Reproduce only what lies between the first line of the material below and the line containing "listener that was", with both of those lines included and every line kept exact.

+++

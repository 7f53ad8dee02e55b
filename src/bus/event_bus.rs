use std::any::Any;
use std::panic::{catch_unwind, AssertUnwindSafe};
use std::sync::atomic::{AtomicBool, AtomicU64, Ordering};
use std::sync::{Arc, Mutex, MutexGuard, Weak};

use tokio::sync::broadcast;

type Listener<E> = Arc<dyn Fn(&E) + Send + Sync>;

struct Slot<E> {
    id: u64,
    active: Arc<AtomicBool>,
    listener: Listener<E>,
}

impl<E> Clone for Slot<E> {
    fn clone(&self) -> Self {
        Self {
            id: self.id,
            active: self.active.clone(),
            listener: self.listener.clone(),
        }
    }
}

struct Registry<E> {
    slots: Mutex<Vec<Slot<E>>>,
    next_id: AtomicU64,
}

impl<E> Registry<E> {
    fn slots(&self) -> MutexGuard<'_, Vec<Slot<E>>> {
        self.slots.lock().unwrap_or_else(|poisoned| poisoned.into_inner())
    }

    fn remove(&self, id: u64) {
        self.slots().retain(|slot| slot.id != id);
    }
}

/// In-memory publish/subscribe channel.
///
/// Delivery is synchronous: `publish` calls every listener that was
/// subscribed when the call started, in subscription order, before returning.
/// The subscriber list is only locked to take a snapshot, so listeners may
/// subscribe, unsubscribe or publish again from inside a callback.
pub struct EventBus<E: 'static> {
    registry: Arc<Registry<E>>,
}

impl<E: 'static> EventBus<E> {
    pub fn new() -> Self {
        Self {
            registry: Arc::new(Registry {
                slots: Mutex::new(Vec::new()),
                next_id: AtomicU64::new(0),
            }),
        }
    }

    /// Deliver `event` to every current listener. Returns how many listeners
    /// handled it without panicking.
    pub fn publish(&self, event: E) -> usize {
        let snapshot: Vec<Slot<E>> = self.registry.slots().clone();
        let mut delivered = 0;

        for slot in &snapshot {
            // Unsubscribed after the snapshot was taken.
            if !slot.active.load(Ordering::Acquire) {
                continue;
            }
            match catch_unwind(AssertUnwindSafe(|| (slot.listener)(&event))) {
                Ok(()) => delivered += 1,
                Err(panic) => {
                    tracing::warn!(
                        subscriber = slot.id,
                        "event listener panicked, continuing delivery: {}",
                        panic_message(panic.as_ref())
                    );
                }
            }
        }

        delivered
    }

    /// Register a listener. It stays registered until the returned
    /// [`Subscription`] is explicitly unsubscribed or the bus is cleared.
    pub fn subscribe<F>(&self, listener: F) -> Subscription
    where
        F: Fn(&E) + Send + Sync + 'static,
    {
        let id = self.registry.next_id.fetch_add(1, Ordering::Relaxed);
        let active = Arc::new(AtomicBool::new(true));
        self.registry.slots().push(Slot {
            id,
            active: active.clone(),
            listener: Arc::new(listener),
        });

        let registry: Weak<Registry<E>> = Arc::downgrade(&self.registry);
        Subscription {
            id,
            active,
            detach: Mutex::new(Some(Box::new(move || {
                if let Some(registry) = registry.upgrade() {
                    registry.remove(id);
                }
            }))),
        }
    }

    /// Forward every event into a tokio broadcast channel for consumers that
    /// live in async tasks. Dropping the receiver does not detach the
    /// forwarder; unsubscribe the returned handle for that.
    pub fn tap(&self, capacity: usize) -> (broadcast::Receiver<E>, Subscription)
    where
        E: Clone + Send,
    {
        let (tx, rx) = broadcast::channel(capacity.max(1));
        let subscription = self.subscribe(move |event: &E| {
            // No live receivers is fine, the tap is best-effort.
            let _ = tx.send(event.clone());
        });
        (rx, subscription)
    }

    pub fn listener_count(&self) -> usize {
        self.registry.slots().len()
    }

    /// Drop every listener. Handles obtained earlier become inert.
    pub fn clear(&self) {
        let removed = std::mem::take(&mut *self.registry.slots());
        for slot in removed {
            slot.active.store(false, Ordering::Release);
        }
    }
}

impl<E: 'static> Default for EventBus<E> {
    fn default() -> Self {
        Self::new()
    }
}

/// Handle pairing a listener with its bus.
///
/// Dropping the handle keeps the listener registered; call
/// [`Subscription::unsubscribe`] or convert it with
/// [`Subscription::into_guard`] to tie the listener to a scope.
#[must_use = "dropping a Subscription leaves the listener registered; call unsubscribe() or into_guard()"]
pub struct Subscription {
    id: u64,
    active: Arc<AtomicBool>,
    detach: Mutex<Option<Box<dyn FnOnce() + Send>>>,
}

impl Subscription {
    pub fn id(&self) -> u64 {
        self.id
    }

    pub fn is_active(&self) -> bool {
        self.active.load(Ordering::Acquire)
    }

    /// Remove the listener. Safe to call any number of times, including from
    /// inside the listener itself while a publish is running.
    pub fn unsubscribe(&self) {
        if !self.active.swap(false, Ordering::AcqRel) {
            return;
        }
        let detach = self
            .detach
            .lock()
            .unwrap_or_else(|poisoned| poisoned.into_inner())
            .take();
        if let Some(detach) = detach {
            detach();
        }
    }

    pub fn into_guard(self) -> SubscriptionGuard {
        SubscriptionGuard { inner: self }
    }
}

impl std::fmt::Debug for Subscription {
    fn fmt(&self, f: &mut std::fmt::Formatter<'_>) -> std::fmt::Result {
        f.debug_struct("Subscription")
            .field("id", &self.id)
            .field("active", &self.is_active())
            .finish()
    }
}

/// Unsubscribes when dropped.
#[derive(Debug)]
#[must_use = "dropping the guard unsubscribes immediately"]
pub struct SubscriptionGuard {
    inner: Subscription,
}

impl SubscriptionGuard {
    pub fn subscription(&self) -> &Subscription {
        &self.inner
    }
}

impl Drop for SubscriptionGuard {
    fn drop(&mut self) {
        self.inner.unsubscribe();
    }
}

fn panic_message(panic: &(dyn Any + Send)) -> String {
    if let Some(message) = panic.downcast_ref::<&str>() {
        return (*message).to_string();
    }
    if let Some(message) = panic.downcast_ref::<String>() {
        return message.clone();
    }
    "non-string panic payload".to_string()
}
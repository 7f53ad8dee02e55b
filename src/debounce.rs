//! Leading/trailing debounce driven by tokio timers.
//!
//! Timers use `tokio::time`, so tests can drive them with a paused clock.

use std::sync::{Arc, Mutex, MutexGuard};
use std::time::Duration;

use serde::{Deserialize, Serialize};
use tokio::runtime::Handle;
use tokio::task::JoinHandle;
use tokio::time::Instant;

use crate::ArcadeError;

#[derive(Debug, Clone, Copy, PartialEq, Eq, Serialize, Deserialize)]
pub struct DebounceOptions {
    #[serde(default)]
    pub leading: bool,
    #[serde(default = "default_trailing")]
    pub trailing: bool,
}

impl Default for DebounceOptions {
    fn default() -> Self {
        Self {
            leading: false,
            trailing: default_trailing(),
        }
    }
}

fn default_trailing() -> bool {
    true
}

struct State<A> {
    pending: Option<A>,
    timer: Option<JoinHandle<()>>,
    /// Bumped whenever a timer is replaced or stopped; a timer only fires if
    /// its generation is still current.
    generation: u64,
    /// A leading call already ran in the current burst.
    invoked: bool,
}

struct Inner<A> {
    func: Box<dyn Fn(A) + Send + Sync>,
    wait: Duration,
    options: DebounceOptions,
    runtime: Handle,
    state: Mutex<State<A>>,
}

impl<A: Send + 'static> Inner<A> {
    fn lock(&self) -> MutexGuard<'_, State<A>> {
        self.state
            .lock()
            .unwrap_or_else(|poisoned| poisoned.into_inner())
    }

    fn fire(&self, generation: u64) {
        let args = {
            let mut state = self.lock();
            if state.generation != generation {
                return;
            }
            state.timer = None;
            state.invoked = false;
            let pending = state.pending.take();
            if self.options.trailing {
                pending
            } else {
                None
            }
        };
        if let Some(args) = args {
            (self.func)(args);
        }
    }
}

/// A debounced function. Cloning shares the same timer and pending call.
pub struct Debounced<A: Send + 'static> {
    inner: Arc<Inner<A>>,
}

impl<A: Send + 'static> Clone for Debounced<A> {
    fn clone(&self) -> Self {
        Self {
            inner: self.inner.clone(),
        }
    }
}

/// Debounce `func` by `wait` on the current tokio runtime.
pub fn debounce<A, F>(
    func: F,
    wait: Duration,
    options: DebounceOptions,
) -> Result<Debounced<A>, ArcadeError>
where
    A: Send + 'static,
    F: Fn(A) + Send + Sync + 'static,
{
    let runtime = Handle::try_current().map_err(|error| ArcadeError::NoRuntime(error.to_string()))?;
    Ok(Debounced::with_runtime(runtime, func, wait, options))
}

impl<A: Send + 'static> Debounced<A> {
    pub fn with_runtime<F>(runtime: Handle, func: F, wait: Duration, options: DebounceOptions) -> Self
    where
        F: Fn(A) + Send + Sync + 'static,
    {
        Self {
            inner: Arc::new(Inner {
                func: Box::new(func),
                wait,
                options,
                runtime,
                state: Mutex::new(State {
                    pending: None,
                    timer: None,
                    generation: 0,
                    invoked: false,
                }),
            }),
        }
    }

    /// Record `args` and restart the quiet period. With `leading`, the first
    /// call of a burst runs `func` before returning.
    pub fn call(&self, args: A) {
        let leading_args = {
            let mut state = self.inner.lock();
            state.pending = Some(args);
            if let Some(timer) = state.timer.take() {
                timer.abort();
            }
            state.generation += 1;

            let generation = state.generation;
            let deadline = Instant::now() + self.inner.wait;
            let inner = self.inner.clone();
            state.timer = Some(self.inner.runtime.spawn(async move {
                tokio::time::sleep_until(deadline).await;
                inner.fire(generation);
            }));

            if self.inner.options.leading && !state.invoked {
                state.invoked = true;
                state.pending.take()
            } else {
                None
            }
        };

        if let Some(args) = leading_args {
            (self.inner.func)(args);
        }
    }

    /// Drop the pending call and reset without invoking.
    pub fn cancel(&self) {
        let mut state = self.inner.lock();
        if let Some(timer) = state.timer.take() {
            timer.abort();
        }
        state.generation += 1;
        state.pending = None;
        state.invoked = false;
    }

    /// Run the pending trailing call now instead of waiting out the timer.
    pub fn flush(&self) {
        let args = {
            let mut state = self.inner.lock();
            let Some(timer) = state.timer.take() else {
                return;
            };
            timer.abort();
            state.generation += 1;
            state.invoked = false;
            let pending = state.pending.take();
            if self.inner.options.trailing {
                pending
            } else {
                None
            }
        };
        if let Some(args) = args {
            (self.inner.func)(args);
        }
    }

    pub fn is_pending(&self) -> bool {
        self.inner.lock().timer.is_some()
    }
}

+++

Expected answer:
repository 7f53ad8dee02e55b
filename src/bus/event_bus.rs
use std::any::Any;
use std::panic::{catch_unwind, AssertUnwindSafe};
use std::sync::atomic::{AtomicBool, AtomicU64, Ordering};
use std::sync::{Arc, Mutex, MutexGuard, Weak};

use tokio::sync::broadcast;

type Listener<E> = Arc<dyn Fn(&E) + Send + Sync>;

struct Slot<E> {
    id: u64,
    active: Arc<AtomicBool>,
    listener: Listener<E>,
}

impl<E> Clone for Slot<E> {
    fn clone(&self) -> Self {
        Self {
            id: self.id,
            active: self.active.clone(),
            listener: self.listener.clone(),
        }
    }
}

struct Registry<E> {
    slots: Mutex<Vec<Slot<E>>>,
    next_id: AtomicU64,
}

impl<E> Registry<E> {
    fn slots(&self) -> MutexGuard<'_, Vec<Slot<E>>> {
        self.slots.lock().unwrap_or_else(|poisoned| poisoned.into_inner())
    }

    fn remove(&self, id: u64) {
        self.slots().retain(|slot| slot.id != id);
    }
}

/// In-memory publish/subscribe channel.
///
/// Delivery is synchronous: `publish` calls every listener that was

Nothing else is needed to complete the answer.